**Task details**
The result should be every line in the material below containing the string "unwrap".

:: Provided data

// Copyright (c) 2025 Kirky.X
//
// Licensed under the MIT License
// See LICENSE file in the project root for full license information.

use super::helpers::{create_test_app, TestApp, HOME_TEAM, MATCH_ID};
use axum::http::StatusCode;
use serde_json::{json, Value};

async fn save_home_lineup(app: &TestApp, players: Value) -> Value {
    let response = app
        .server
        .put("/api/lineups")
        .add_header("Authorization", app.admin_auth())
        .json(&json!({
            "team_id": HOME_TEAM,
            "match_id": MATCH_ID,
            "formation": "4-3-3",
            "players": players
        }))
        .await;
    response.assert_status_ok();
    response.json()
}

fn match_player_id(lineup: &Value, player_id: &str) -> String {
    lineup["players"]
        .as_array()
        .unwrap()
        .iter()
        .find(|mp| mp["player_id"] == player_id)
        .and_then(|mp| mp["id"].as_str())
        .unwrap()
        .to_string()
}

#[tokio::test]
async fn test_save_lineup_links_match() {
    let app = create_test_app().await;

    let lineup = save_home_lineup(
        &app,
        json!([
            { "player_id": "p1", "position": "ST" },
            { "player_id": "p2", "position": "CM" }
        ]),
    )
    .await;
    assert_eq!(lineup["formation"], "4-3-3");
    assert_eq!(lineup["players"].as_array().unwrap().len(), 2);

    let details: Value = app
        .server
        .get(&format!("/api/matches/{}", MATCH_ID))
        .await
        .json();
    assert_eq!(details["home_team_lineup_id"], lineup["id"]);
    assert_eq!(details["home_team_lineup"]["id"], lineup["id"]);

    let response = app
        .server
        .get(&format!("/api/teams/{}/lineups", HOME_TEAM))
        .add_query_param("match_id", MATCH_ID)
        .await;
    response.assert_status_ok();
    let lineups: Value = response.json();
    assert_eq!(lineups.as_array().unwrap().len(), 1);
}

#[tokio::test]
async fn test_resave_lineup_keeps_existing_match_players() {
    let app = create_test_app().await;

    let first = save_home_lineup(
        &app,
        json!([
            { "player_id": "p1", "position": "ST" },
            { "player_id": "p2", "position": "CM" }
        ]),
    )
    .await;
    let ola = match_player_id(&first, "p1");

    let second = save_home_lineup(&app, json!([{ "player_id": "p1", "position": "LW" }])).await;

    assert_eq!(second["id"], first["id"]);
    let players = second["players"].as_array().unwrap();
    assert_eq!(players.len(), 1);
    assert_eq!(players[0]["id"], ola.as_str());
    assert_eq!(players[0]["position"], "LW");
}

#[tokio::test]
async fn test_save_lineup_validation() {
    let app = create_test_app().await;

    let response = app
        .server
        .put("/api/lineups")
        .add_header("Authorization", app.admin_auth())
        .json(&json!({
            "team_id": HOME_TEAM,
            "match_id": MATCH_ID,
            "players": [
                { "player_id": "p1", "position": "ST" },
                { "player_id": "p1", "position": "CM" }
            ]
        }))
        .await;
    response.assert_status(StatusCode::BAD_REQUEST);

    let response = app
        .server
        .put("/api/lineups")
        .add_header("Authorization", app.admin_auth())
        .json(&json!({
            "team_id": HOME_TEAM,
            "match_id": MATCH_ID,
            "players": [{ "player_id": "ghost", "position": "ST" }]
        }))
        .await;
    response.assert_status(StatusCode::NOT_FOUND);

    let response = app
        .server
        .put("/api/lineups")
        .add_header("Authorization", app.user_auth())
        .json(&json!({
            "team_id": HOME_TEAM,
            "match_id": MATCH_ID,
            "players": [{ "player_id": "p1" }]
        }))
        .await;
    response.assert_status(StatusCode::FORBIDDEN);
}

#[tokio::test]
async fn test_delete_lineup_unlinks_match() {
    let app = create_test_app().await;
    let lineup = save_home_lineup(&app, json!([{ "player_id": "p1", "position": "ST" }])).await;
    let id = lineup["id"].as_str().unwrap();

    app.server
        .delete(&format!("/api/lineups/{}", id))
        .add_header("Authorization", app.admin_auth())
        .await
        .assert_status(StatusCode::NO_CONTENT);

    app.server
        .get(&format!("/api/lineups/{}", id))
        .await
        .assert_status(StatusCode::NOT_FOUND);
    let details: Value = app
        .server
        .get(&format!("/api/matches/{}", MATCH_ID))
        .await
        .json();
    assert!(details["home_team_lineup_id"].is_null());
}

#[tokio::test]
async fn test_substitute_out_match_player() {
    let app = create_test_app().await;
    let lineup = save_home_lineup(&app, json!([{ "player_id": "p2", "position": "CM" }])).await;
    let mp = match_player_id(&lineup, "p2");

    let response = app
        .server
        .post(&format!("/api/match-players/{}/substitute", mp))
        .add_header("Authorization", app.admin_auth())
        .json(&json!({ "at": "2025-04-01T19:10:00Z" }))
        .await;

    response.assert_status_ok();
    let body: Value = response.json();
    assert_eq!(body["substituted_out_at"], "2025-04-01T19:10:00Z");
}

#[tokio::test]
async fn test_rating_lifecycle() {
    let app = create_test_app().await;
    let lineup = save_home_lineup(&app, json!([{ "player_id": "p1", "position": "ST" }])).await;
    let mp = match_player_id(&lineup, "p1");

    // 未登录不能评分
    app.server
        .post("/api/ratings")
        .json(&json!({ "match_player_id": mp, "score": 8 }))
        .await
        .assert_status(StatusCode::UNAUTHORIZED);

    app.server
        .post("/api/ratings")
        .add_header("Authorization", app.user_auth())
        .json(&json!({ "match_player_id": mp, "score": 11 }))
        .await
        .assert_status(StatusCode::BAD_REQUEST);

    let first: Value = app
        .server
        .post("/api/ratings")
        .add_header("Authorization", app.user_auth())
        .json(&json!({ "match_player_id": mp, "score": 6 }))
        .await
        .json();
    assert_eq!(first["score"], 6);
    assert_eq!(first["user_id"], "user-1");

    // 重复评分覆盖原有记录
    let second: Value = app
        .server
        .post("/api/ratings")
        .add_header("Authorization", app.user_auth())
        .json(&json!({ "match_player_id": mp, "score": 9 }))
        .await
        .json();
    assert_eq!(second["id"], first["id"]);
    assert_eq!(second["score"], 9);

    let ratings: Value = app
        .server
        .get(&format!("/api/matches/{}/ratings", MATCH_ID))
        .await
        .json();
    assert_eq!(ratings.as_array().unwrap().len(), 1);

    let rating_id = first["id"].as_str().unwrap();
    app.server
        .delete(&format!("/api/ratings/{}", rating_id))
        .add_header("Authorization", app.user_auth())
        .await
        .assert_status(StatusCode::FORBIDDEN);

    app.server
        .delete(&format!("/api/ratings/{}", rating_id))
        .add_header("Authorization", app.admin_auth())
        .await
        .assert_status(StatusCode::NO_CONTENT);

    app.server
        .get(&format!("/api/ratings/{}", rating_id))
        .await
        .assert_status(StatusCode::NOT_FOUND);
}

#[tokio::test]
async fn test_only_author_or_admin_updates_rating() {
    let app = create_test_app().await;
    let lineup = save_home_lineup(&app, json!([{ "player_id": "p1", "position": "ST" }])).await;
    let mp = match_player_id(&lineup, "p1");

    let rating: Value = app
        .server
        .post("/api/ratings")
        .add_header("Authorization", app.admin_auth())
        .json(&json!({ "match_player_id": mp, "score": 7 }))
        .await
        .json();
    let id = rating["id"].as_str().unwrap();

    app.server
        .put(&format!("/api/ratings/{}", id))
        .add_header("Authorization", app.user_auth())
        .json(&json!({ "score": 3 }))
        .await
        .assert_status(StatusCode::FORBIDDEN);

    let response = app
        .server
        .put(&format!("/api/ratings/{}", id))
        .add_header("Authorization", app.admin_auth())
        .json(&json!({ "score": 8 }))
        .await;
    response.assert_status_ok();
    let body: Value = response.json();
    assert_eq!(body["score"], 8);
}

#[tokio::test]
async fn test_rating_unknown_match_player() {
    let app = create_test_app().await;

    app.server
        .post("/api/ratings")
        .add_header("Authorization", app.user_auth())
        .json(&json!({ "match_player_id": "missing", "score": 5 }))
        .await
        .assert_status(StatusCode::NOT_FOUND);
}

::::

**Exercise response**
        .unwrap()
        .unwrap()
    assert_eq!(lineup["players"].as_array().unwrap().len(), 2);
    assert_eq!(lineups.as_array().unwrap().len(), 1);
    let players = second["players"].as_array().unwrap();
    let id = lineup["id"].as_str().unwrap();
    assert_eq!(ratings.as_array().unwrap().len(), 1);
    let rating_id = first["id"].as_str().unwrap();
    let id = rating["id"].as_str().unwrap();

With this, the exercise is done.